> [Available data]:

--------------------------------

// Configuration management
//
// Handles emulator configuration, settings persistence, and speed control.

use serde::{Deserialize, Serialize};
use std::fs;
use std::io;
use std::path::PathBuf;

/// Default configuration file path
const CONFIG_FILE: &str = "emulator_config.toml";

/// Emulator configuration
///
/// Stores all user-configurable settings for the emulator core.
#[derive(Debug, Clone, Serialize, Deserialize)]
pub struct EmulatorConfig {
    /// Video settings
    pub video: VideoConfig,

    /// Save state settings
    pub save_state: SaveStateConfig,

    /// Screenshot settings
    pub screenshot: ScreenshotConfig,
}

/// Video configuration
#[derive(Debug, Clone, Serialize, Deserialize)]
pub struct VideoConfig {
    /// Target frame rate (NTSC SNES runs at ~60.0988 Hz)
    pub fps: f64,
}

/// Save state configuration
#[derive(Debug, Clone, Serialize, Deserialize)]
pub struct SaveStateConfig {
    /// Number of save slots (1-10)
    pub slots: u8,

    /// Save directory
    pub save_directory: PathBuf,
}

/// Screenshot configuration
#[derive(Debug, Clone, Serialize, Deserialize)]
pub struct ScreenshotConfig {
    /// Screenshot directory
    pub screenshot_directory: PathBuf,

    /// Include timestamp in filename
    pub include_timestamp: bool,
}

/// Speed mode for emulation pacing
#[derive(Debug, Clone, Copy, PartialEq, Eq, Serialize, Deserialize)]
pub enum SpeedMode {
    /// Normal speed (1x)
    Normal,

    /// Double speed (2x)
    Double,

    /// No pacing at all
    Uncapped,
}

impl SpeedMode {
    /// Pacing multiplier applied to the frame budget
    pub fn multiplier(self) -> Option<f64> {
        match self {
            SpeedMode::Normal => Some(1.0),
            SpeedMode::Double => Some(2.0),
            SpeedMode::Uncapped => None,
        }
    }
}

impl Default for EmulatorConfig {
    fn default() -> Self {
        EmulatorConfig {
            video: VideoConfig { fps: 60.0988 },
            save_state: SaveStateConfig {
                slots: 10,
                save_directory: PathBuf::from("saves"),
            },
            screenshot: ScreenshotConfig {
                screenshot_directory: PathBuf::from("screenshots"),
                include_timestamp: true,
            },
        }
    }
}

impl EmulatorConfig {
    /// Load the configuration file, falling back to defaults
    ///
    /// A missing or unparsable file yields the default configuration.
    pub fn load_or_default() -> Self {
        Self::load_from(CONFIG_FILE).unwrap_or_default()
    }

    /// Load configuration from a specific TOML file
    pub fn load_from(path: &str) -> Option<Self> {
        let contents = fs::read_to_string(path).ok()?;
        toml::from_str(&contents).ok()
    }

    /// Save the configuration as TOML
    pub fn save(&self) -> io::Result<()> {
        self.save_to(CONFIG_FILE)
    }

    /// Save the configuration to a specific path
    pub fn save_to(&self, path: &str) -> io::Result<()> {
        let contents = toml::to_string_pretty(self)
            .map_err(|e| io::Error::new(io::ErrorKind::InvalidData, e))?;
        fs::write(path, contents)
    }
}

#[cfg(test)]
mod tests {
    use super::*;

    #[test]
    fn test_default_config() {
        let config = EmulatorConfig::default();
        assert!((config.video.fps - 60.0988).abs() < 1e-9);
        assert_eq!(config.save_state.slots, 10);
        assert!(config.screenshot.include_timestamp);
    }

    #[test]
    fn test_toml_round_trip() {
        let config = EmulatorConfig::default();
        let text = toml::to_string_pretty(&config).unwrap();
        let parsed: EmulatorConfig = toml::from_str(&text).unwrap();
        assert_eq!(parsed.save_state.slots, config.save_state.slots);
        assert_eq!(
            parsed.screenshot.screenshot_directory,
            config.screenshot.screenshot_directory
        );
    }

    #[test]
    fn test_speed_multipliers() {
        assert_eq!(SpeedMode::Normal.multiplier(), Some(1.0));
        assert_eq!(SpeedMode::Double.multiplier(), Some(2.0));
        assert_eq!(SpeedMode::Uncapped.multiplier(), None);
    }
}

--------------------------------

> [What needs to be done]:
Search the material above for the string "Some". Show every line that holds it.

> [Completed task]:
            SpeedMode::Normal => Some(1.0),
            SpeedMode::Double => Some(2.0),
        assert_eq!(SpeedMode::Normal.multiplier(), Some(1.0));
        assert_eq!(SpeedMode::Double.multiplier(), Some(2.0));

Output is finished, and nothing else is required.